→ **DATA SUPPLIED**

* * * *

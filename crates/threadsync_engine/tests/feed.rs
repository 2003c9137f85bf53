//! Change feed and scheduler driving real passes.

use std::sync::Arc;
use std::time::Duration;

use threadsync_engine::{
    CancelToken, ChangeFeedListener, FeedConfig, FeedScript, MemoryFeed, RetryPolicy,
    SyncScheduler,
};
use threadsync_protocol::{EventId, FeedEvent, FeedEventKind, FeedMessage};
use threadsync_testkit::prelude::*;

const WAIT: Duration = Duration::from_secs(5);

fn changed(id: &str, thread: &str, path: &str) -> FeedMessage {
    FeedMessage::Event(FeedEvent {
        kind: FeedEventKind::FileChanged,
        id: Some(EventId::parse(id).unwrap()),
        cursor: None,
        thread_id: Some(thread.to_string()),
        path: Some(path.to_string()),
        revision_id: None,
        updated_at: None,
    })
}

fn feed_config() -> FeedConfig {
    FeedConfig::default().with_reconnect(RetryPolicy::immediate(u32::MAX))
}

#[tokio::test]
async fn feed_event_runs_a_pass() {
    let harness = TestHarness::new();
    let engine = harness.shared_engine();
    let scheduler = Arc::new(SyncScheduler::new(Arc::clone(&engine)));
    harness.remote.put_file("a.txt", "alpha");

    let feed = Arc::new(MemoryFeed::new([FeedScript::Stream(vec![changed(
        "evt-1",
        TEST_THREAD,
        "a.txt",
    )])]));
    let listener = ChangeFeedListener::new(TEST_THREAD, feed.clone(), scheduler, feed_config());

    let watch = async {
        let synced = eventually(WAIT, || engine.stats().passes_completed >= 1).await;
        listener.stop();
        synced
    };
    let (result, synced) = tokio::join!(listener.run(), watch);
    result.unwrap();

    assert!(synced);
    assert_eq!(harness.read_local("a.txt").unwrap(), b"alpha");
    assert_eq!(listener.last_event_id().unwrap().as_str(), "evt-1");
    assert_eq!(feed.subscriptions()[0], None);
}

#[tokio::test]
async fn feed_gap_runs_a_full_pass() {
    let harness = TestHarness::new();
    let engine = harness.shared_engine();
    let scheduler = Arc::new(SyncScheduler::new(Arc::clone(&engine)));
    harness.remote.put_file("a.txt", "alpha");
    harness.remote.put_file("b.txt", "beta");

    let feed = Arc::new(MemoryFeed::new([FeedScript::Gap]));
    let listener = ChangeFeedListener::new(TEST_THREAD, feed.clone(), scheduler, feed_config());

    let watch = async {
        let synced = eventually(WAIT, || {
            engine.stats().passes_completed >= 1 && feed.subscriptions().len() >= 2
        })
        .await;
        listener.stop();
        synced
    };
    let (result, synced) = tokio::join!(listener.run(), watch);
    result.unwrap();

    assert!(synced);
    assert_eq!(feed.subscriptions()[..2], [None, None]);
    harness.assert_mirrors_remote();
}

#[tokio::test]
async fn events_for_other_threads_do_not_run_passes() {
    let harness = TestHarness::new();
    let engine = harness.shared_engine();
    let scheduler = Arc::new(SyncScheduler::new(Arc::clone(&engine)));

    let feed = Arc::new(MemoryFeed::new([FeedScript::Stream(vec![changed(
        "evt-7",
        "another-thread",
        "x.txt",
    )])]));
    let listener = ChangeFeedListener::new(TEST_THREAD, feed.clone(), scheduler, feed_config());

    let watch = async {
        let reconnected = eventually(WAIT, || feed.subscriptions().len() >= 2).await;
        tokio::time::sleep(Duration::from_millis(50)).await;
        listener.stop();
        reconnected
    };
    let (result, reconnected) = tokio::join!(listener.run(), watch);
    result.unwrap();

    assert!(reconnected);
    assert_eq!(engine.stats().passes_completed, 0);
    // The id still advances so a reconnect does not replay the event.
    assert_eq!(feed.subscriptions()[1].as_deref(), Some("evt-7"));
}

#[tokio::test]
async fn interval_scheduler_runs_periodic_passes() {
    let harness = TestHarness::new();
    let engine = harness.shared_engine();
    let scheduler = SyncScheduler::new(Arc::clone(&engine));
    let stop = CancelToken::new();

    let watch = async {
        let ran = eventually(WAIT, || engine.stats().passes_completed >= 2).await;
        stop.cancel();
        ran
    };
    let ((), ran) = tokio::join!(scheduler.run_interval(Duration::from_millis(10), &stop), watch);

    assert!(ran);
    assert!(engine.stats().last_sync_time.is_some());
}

* * * *

Copy down the whole of the data above, matching it exactly.

filename crates/threadsync_engine/tests/feed.rs
repository 2003c9137f85bf53
//! Change feed and scheduler driving real passes.

use std::sync::Arc;
use std::time::Duration;

use threadsync_engine::{
    CancelToken, ChangeFeedListener, FeedConfig, FeedScript, MemoryFeed, RetryPolicy,
    SyncScheduler,
};
use threadsync_protocol::{EventId, FeedEvent, FeedEventKind, FeedMessage};
use threadsync_testkit::prelude::*;

const WAIT: Duration = Duration::from_secs(5);

fn changed(id: &str, thread: &str, path: &str) -> FeedMessage {
    FeedMessage::Event(FeedEvent {
        kind: FeedEventKind::FileChanged,
        id: Some(EventId::parse(id).unwrap()),
        cursor: None,
        thread_id: Some(thread.to_string()),
        path: Some(path.to_string()),
        revision_id: None,
        updated_at: None,
    })
}

fn feed_config() -> FeedConfig {
    FeedConfig::default().with_reconnect(RetryPolicy::immediate(u32::MAX))
}

#[tokio::test]
async fn feed_event_runs_a_pass() {
    let harness = TestHarness::new();
    let engine = harness.shared_engine();
    let scheduler = Arc::new(SyncScheduler::new(Arc::clone(&engine)));
    harness.remote.put_file("a.txt", "alpha");

    let feed = Arc::new(MemoryFeed::new([FeedScript::Stream(vec![changed(
        "evt-1",
        TEST_THREAD,
        "a.txt",
    )])]));
    let listener = ChangeFeedListener::new(TEST_THREAD, feed.clone(), scheduler, feed_config());

    let watch = async {
        let synced = eventually(WAIT, || engine.stats().passes_completed >= 1).await;
        listener.stop();
        synced
    };
    let (result, synced) = tokio::join!(listener.run(), watch);
    result.unwrap();

    assert!(synced);
    assert_eq!(harness.read_local("a.txt").unwrap(), b"alpha");
    assert_eq!(listener.last_event_id().unwrap().as_str(), "evt-1");
    assert_eq!(feed.subscriptions()[0], None);
}

#[tokio::test]
async fn feed_gap_runs_a_full_pass() {
    let harness = TestHarness::new();
    let engine = harness.shared_engine();
    let scheduler = Arc::new(SyncScheduler::new(Arc::clone(&engine)));
    harness.remote.put_file("a.txt", "alpha");
    harness.remote.put_file("b.txt", "beta");

    let feed = Arc::new(MemoryFeed::new([FeedScript::Gap]));
    let listener = ChangeFeedListener::new(TEST_THREAD, feed.clone(), scheduler, feed_config());

    let watch = async {
        let synced = eventually(WAIT, || {
            engine.stats().passes_completed >= 1 && feed.subscriptions().len() >= 2
        })
        .await;
        listener.stop();
        synced
    };
    let (result, synced) = tokio::join!(listener.run(), watch);
    result.unwrap();

    assert!(synced);
    assert_eq!(feed.subscriptions()[..2], [None, None]);
    harness.assert_mirrors_remote();
}

#[tokio::test]
async fn events_for_other_threads_do_not_run_passes() {
    let harness = TestHarness::new();
    let engine = harness.shared_engine();
    let scheduler = Arc::new(SyncScheduler::new(Arc::clone(&engine)));

    let feed = Arc::new(MemoryFeed::new([FeedScript::Stream(vec![changed(
        "evt-7",
        "another-thread",
        "x.txt",
    )])]));
    let listener = ChangeFeedListener::new(TEST_THREAD, feed.clone(), scheduler, feed_config());

    let watch = async {
        let reconnected = eventually(WAIT, || feed.subscriptions().len() >= 2).await;
        tokio::time::sleep(Duration::from_millis(50)).await;
        listener.stop();
        reconnected
    };
    let (result, reconnected) = tokio::join!(listener.run(), watch);
    result.unwrap();

    assert!(reconnected);
    assert_eq!(engine.stats().passes_completed, 0);
    // The id still advances so a reconnect does not replay the event.
    assert_eq!(feed.subscriptions()[1].as_deref(), Some("evt-7"));
}

#[tokio::test]
async fn interval_scheduler_runs_periodic_passes() {
    let harness = TestHarness::new();
    let engine = harness.shared_engine();
    let scheduler = SyncScheduler::new(Arc::clone(&engine));
    let stop = CancelToken::new();

    let watch = async {
        let ran = eventually(WAIT, || engine.stats().passes_completed >= 2).await;
        stop.cancel();
        ran
    };
    let ((), ran) = tokio::join!(scheduler.run_interval(Duration::from_millis(10), &stop), watch);

    assert!(ran);
    assert!(engine.stats().last_sync_time.is_some());
}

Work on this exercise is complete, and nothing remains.